Hesitei muito em fazer este post, mas a importância do assunto assim o exigia. Uma docente de uma escola, em Aveiro, que se encontrava de baixa há cerca de dois anos, após lhe ter sido diagnosticada uma leucemia, foi obrigada pela Caixa Geral de Aposentações a regressar ao serviço para cumprir um período mínimo de 31 dias de trabalho. Tinha 63 anos e pedido para ser aposentada por incapacidade, mas, após uma junta médica, não só viu a pretensão recusada como teve a baixa médica suspensa e ordem para voltar ao serviço, sob pena de perder o vencimento. Esta triste e revoltante história contínua e hoje a professora já faleceu.

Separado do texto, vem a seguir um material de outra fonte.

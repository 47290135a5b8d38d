//! Load pipeline integration tests.
//!
//! Tests verify:
//! - Network loads mark tiles ready and persist the fetched bytes
//! - Store hits resolve without touching the network
//! - Failures mark tiles failed and write nothing
//! - Unreadable store records fall back to the network
//! - Stale store hits refresh `last_used`, fresh hits keep it
//! - High priority orders dispatch before low priority ones, FIFO within
//! - Cancellation before dispatch and in flight
//! - The store stays bounded through batched eviction

use std::sync::Arc;
use std::time::Duration;

use tilekeep::cache::LoadHandler;
use tilekeep::loader::{LoaderOptions, TileLoader};
use tilekeep::map::Map;
use tilekeep::store::{StoreLimits, TileStore};
use tilekeep::tile::{now_millis, LoadKind, Priority, Tile};

use super::test_utils::{
    assert_no_event, await_count, garbage_bytes, next_event, png_bytes, temp_store, test_map,
    GatedFetcher, ScriptedFetcher,
};

fn order(map: &Arc<Map>, layer_id: &str, x: u32, y: u32) -> Arc<Tile> {
    let layer = Arc::clone(map.layer_by_id(layer_id).unwrap());
    Arc::new(Tile::new(layer, x, y))
}

// =============================================================================
// Two-Stage Loading
// =============================================================================

#[tokio::test]
async fn test_network_load_marks_ready_and_persists() {
    let map = test_map();
    let (_dir, store) = temp_store();
    let fetcher = Arc::new(ScriptedFetcher::new());
    let (loader, mut events) = TileLoader::spawn(
        store.clone(),
        fetcher.clone(),
        LoaderOptions::default(),
    );

    let tile = order(&map, "low", 3, 4);
    loader.handle().order_load(Arc::clone(&tile), Priority::High);

    let event = next_event(&mut events).await;
    assert_eq!(event.kind, LoadKind::LoadedFromNetwork);
    assert_eq!(event.tile.id(), tile.id());
    assert!(tile.is_ready());
    assert_eq!(fetcher.fetch_count(), 1);
    assert_eq!(
        fetcher.fetched().await,
        vec!["https://tiles.test/low/4/3.png".to_string()]
    );

    // a follower through the network stage sequences the persist
    let follower = order(&map, "low", 4, 4);
    loader
        .handle()
        .order_load(Arc::clone(&follower), Priority::High);
    next_event(&mut events).await;

    let record = store.read(tile.id()).await.unwrap().unwrap();
    assert_eq!(record.image, png_bytes());
}

#[tokio::test]
async fn test_store_hit_skips_network() {
    let map = test_map();
    let (_dir, store) = temp_store();
    let tile = order(&map, "low", 1, 1);
    store
        .insert(tile.id(), now_millis(), png_bytes())
        .await
        .unwrap();

    let fetcher = Arc::new(ScriptedFetcher::new());
    let (loader, mut events) = TileLoader::spawn(
        store.clone(),
        fetcher.clone(),
        LoaderOptions::default(),
    );

    loader.handle().order_load(Arc::clone(&tile), Priority::High);

    let event = next_event(&mut events).await;
    assert_eq!(event.kind, LoadKind::LoadedFromStore);
    assert!(tile.is_ready());
    assert_eq!(fetcher.fetch_count(), 0);
}

#[tokio::test]
async fn test_failed_fetch_marks_failed_and_stores_nothing() {
    let map = test_map();
    let (_dir, store) = temp_store();
    let fetcher = Arc::new(ScriptedFetcher::new().with_failure("https://tiles.test/low/0/5.png"));
    let (loader, mut events) = TileLoader::spawn(
        store.clone(),
        fetcher.clone(),
        LoaderOptions::default(),
    );

    let tile = order(&map, "low", 5, 0);
    loader.handle().order_load(Arc::clone(&tile), Priority::High);

    let event = next_event(&mut events).await;
    assert_eq!(event.kind, LoadKind::LoadFailed);
    assert!(tile.is_failed());
    assert!(!store.exists(tile.id()).await.unwrap());
}

#[tokio::test]
async fn test_undecodable_body_fails_without_persisting() {
    let map = test_map();
    let (_dir, store) = temp_store();
    let fetcher = Arc::new(
        ScriptedFetcher::new().with_body("https://tiles.test/low/2/2.png", garbage_bytes()),
    );
    let (loader, mut events) = TileLoader::spawn(
        store.clone(),
        fetcher.clone(),
        LoaderOptions::default(),
    );

    let tile = order(&map, "low", 2, 2);
    loader.handle().order_load(Arc::clone(&tile), Priority::High);

    let event = next_event(&mut events).await;
    assert_eq!(event.kind, LoadKind::LoadFailed);
    assert!(tile.is_failed());
    assert!(!store.exists(tile.id()).await.unwrap());
}

#[tokio::test]
async fn test_corrupt_store_record_replaced_from_network() {
    let map = test_map();
    let (_dir, store) = temp_store();
    let tile = order(&map, "low", 7, 3);
    store
        .insert(tile.id(), now_millis(), garbage_bytes())
        .await
        .unwrap();

    let fetcher = Arc::new(ScriptedFetcher::new());
    let (loader, mut events) = TileLoader::spawn(
        store.clone(),
        fetcher.clone(),
        LoaderOptions::default(),
    );

    // the unreadable record falls through to the network stage
    loader.handle().order_load(Arc::clone(&tile), Priority::High);
    let event = next_event(&mut events).await;
    assert_eq!(event.kind, LoadKind::LoadedFromNetwork);
    assert_eq!(fetcher.fetch_count(), 1);

    let follower = order(&map, "low", 8, 3);
    loader
        .handle()
        .order_load(Arc::clone(&follower), Priority::High);
    next_event(&mut events).await;

    // the record now holds the fetched bytes
    let record = store.read(tile.id()).await.unwrap().unwrap();
    assert_eq!(record.image, png_bytes());
}

// =============================================================================
// Staleness
// =============================================================================

#[tokio::test]
async fn test_stale_store_hit_refreshes_last_used() {
    let map = test_map();
    let (_dir, store) = temp_store();
    let stale_ms = now_millis() - 25 * 60 * 60 * 1000;
    let tile = order(&map, "low", 0, 0);
    store
        .insert(tile.id(), stale_ms, png_bytes())
        .await
        .unwrap();

    // a second hit sequences the refresh of the first
    let follower = order(&map, "low", 1, 0);
    store
        .insert(follower.id(), now_millis(), png_bytes())
        .await
        .unwrap();

    let fetcher = Arc::new(ScriptedFetcher::new());
    let (loader, mut events) = TileLoader::spawn(store.clone(), fetcher, LoaderOptions::default());
    let handle = loader.handle();

    let before = now_millis();
    handle.order_load(Arc::clone(&tile), Priority::High);
    handle.order_load(Arc::clone(&follower), Priority::High);

    assert_eq!(next_event(&mut events).await.kind, LoadKind::LoadedFromStore);
    assert_eq!(next_event(&mut events).await.kind, LoadKind::LoadedFromStore);

    let record = store.read(tile.id()).await.unwrap().unwrap();
    assert!(record.last_used >= before);
}

#[tokio::test]
async fn test_fresh_store_hit_keeps_last_used() {
    let map = test_map();
    let (_dir, store) = temp_store();
    let fresh_ms = now_millis() - 1000;
    let tile = order(&map, "low", 0, 0);
    store
        .insert(tile.id(), fresh_ms, png_bytes())
        .await
        .unwrap();

    let fetcher = Arc::new(ScriptedFetcher::new());
    let (loader, mut events) = TileLoader::spawn(store.clone(), fetcher, LoaderOptions::default());

    loader.handle().order_load(Arc::clone(&tile), Priority::High);
    assert_eq!(next_event(&mut events).await.kind, LoadKind::LoadedFromStore);

    // below the staleness threshold nothing is written back
    let record = store.read(tile.id()).await.unwrap().unwrap();
    assert_eq!(record.last_used, fresh_ms);
}

// =============================================================================
// Priority and Cancellation
// =============================================================================

#[tokio::test]
async fn test_high_priority_orders_dispatch_first() {
    let map = test_map();
    let (_dir, store) = temp_store();
    let fetcher = Arc::new(ScriptedFetcher::new());
    let (loader, mut events) = TileLoader::spawn(
        store.clone(),
        fetcher.clone(),
        LoaderOptions::default(),
    );
    let handle = loader.handle();

    loader.pause();

    let low_a = order(&map, "low", 0, 1);
    let high_a = order(&map, "low", 1, 1);
    let low_b = order(&map, "low", 2, 1);
    let high_b = order(&map, "low", 3, 1);
    handle.order_load(Arc::clone(&low_a), Priority::Low);
    handle.order_load(Arc::clone(&high_a), Priority::High);
    handle.order_load(Arc::clone(&low_b), Priority::Low);
    handle.order_load(Arc::clone(&high_b), Priority::High);

    loader.resume();

    let mut seen = Vec::new();
    for _ in 0..4 {
        seen.push(next_event(&mut events).await.tile.id().clone());
    }
    assert_eq!(
        seen,
        vec![
            high_a.id().clone(),
            high_b.id().clone(),
            low_a.id().clone(),
            low_b.id().clone(),
        ]
    );
}

#[tokio::test]
async fn test_cancelled_queued_order_is_skipped() {
    let map = test_map();
    let (_dir, store) = temp_store();
    let fetcher = Arc::new(ScriptedFetcher::new());
    let (loader, mut events) = TileLoader::spawn(
        store.clone(),
        fetcher.clone(),
        LoaderOptions::default(),
    );
    let handle = loader.handle();

    loader.pause();

    let cancelled = order(&map, "low", 4, 4);
    handle.order_load(Arc::clone(&cancelled), Priority::High);
    handle.cancel_load(&cancelled);

    let kept = order(&map, "low", 5, 4);
    handle.order_load(Arc::clone(&kept), Priority::High);

    loader.resume();

    let event = next_event(&mut events).await;
    assert_eq!(event.tile.id(), kept.id());
    assert_eq!(fetcher.fetch_count(), 1);
    assert!(!cancelled.is_ready());
    assert_no_event(&mut events).await;
}

#[tokio::test]
async fn test_cancelled_in_flight_result_discarded_but_persisted() {
    let map = test_map();
    let (_dir, store) = temp_store();
    let (fetcher, started, release) = GatedFetcher::new();
    let (loader, mut events) = TileLoader::spawn(store.clone(), fetcher, LoaderOptions::default());
    let handle = loader.handle();

    let tile = order(&map, "low", 6, 6);
    handle.order_load(Arc::clone(&tile), Priority::High);

    // wait until the fetch is in flight, then cancel
    started.notified().await;
    handle.cancel_load(&tile);
    release.notify_one();

    // a follower sequences the persist of the cancelled result
    let follower = order(&map, "low", 7, 6);
    handle.order_load(Arc::clone(&follower), Priority::High);
    let event = next_event(&mut events).await;
    assert_eq!(event.tile.id(), follower.id());

    // the cancelled tile was never published, but its bytes were kept
    assert!(!tile.is_ready());
    assert!(store.exists(tile.id()).await.unwrap());
    assert_no_event(&mut events).await;
}

// =============================================================================
// Lifecycle
// =============================================================================

#[tokio::test]
async fn test_pause_holds_orders_until_resume() {
    let map = test_map();
    let (_dir, store) = temp_store();
    let fetcher = Arc::new(ScriptedFetcher::new());
    let (loader, mut events) = TileLoader::spawn(
        store.clone(),
        fetcher.clone(),
        LoaderOptions::default(),
    );

    loader.pause();

    let tile = order(&map, "low", 3, 3);
    loader.handle().order_load(Arc::clone(&tile), Priority::High);
    assert_no_event(&mut events).await;
    assert_eq!(fetcher.fetch_count(), 0);

    loader.resume();
    let event = next_event(&mut events).await;
    assert_eq!(event.kind, LoadKind::LoadedFromNetwork);
}

#[tokio::test]
async fn test_dropping_the_loader_closes_the_event_channel() {
    let map = test_map();
    let (_dir, store) = temp_store();
    let fetcher = Arc::new(ScriptedFetcher::new());
    let (loader, mut events) = TileLoader::spawn(
        store.clone(),
        fetcher.clone(),
        LoaderOptions::default(),
    );

    let tile = order(&map, "low", 0, 2);
    loader.handle().order_load(Arc::clone(&tile), Priority::High);
    next_event(&mut events).await;

    drop(loader);
    let closed = tokio::time::timeout(Duration::from_secs(5), events.recv()).await;
    assert!(closed.unwrap().is_none());
}

// =============================================================================
// Eviction
// =============================================================================

#[tokio::test]
async fn test_store_is_bounded_by_batched_eviction() {
    let map = test_map();
    let (_dir, store) = temp_store();
    let fetcher = Arc::new(ScriptedFetcher::new());
    let options = LoaderOptions {
        limits: StoreLimits {
            max_records: 3,
            evict_chunk: 2,
        },
        ..LoaderOptions::default()
    };
    let (loader, mut events) = TileLoader::spawn(store.clone(), fetcher, options);
    let handle = loader.handle();

    let tiles: Vec<_> = (0..5).map(|x| order(&map, "low", x, 0)).collect();
    for tile in &tiles {
        handle.order_load(Arc::clone(tile), Priority::High);
    }
    for _ in 0..5 {
        assert_eq!(
            next_event(&mut events).await.kind,
            LoadKind::LoadedFromNetwork
        );
    }

    // the fifth insert found four records, evicted a batch of two, then wrote
    await_count(&store, 3).await;
    assert!(!store.exists(tiles[0].id()).await.unwrap());
    assert!(!store.exists(tiles[1].id()).await.unwrap());
    assert!(store.exists(tiles[2].id()).await.unwrap());
    assert!(store.exists(tiles[3].id()).await.unwrap());
    assert!(store.exists(tiles[4].id()).await.unwrap());
}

Hesitei em contar a história por não querer ser acusado de estar a fazer graça com a desgraça de outros, mas compreendi que não era isso que estaria a fazer. É uma homenagem a alguém tão mal tratado pelo seu país e a quem todos devemos um pedido de desculpas. Sim, porque a culpa também é de todos nós por nos deixarmos governar por gente como esta. A culpa é nossa porque não corremos com esta gente do poder. Cada dia que passe sem o fazermos, só a aumenta.
Obs: uma página relatando mais casos, sumiu dos arquivos digitais do jornal, o que terá sucedido?
http://jn.sapo.pt/2007/06/04
SOLTAS
"A Manuela Estanqueiro foi minha vizinha e colega em Aveiro, da mesma escola secundária, antes de se mudar para Cacia.
A Manuela é aquela professora que tendo uma leucemia, foi obrigada a ir trabalhar há 3 meses atrás, quando já se encontrava em estado terminal.
Hoje, foi a enterrar às 15.30h
À Teresa, sua filha e ainda minha colega de escola, o meu sentido pesar pelo acontecimento. Este é o Ministério da Educação que temos, a humanidade e o carinho que todos sentimos diariamente.
"Assim, sim, até dá vontade de trabalhar!!!E depois não querem que se chamem nomes ou falem mal dos ministros.
Se o Pluto é filho da Pluta, porque razão a Ministra e o Sócrates também não podem ser filhos das suas mães?
Que na morte possa ter a Paz que este governo vergonhosa e ordinariamente lhe ROUBOU nos últimos meses de vida.
Até aos seus colegas, na casa onde ela serviu o Estado durante anos, NÃO LHES FOI PERMITIDO uma mísera dispensa de 1 hora para a acompanhar à sua última morada.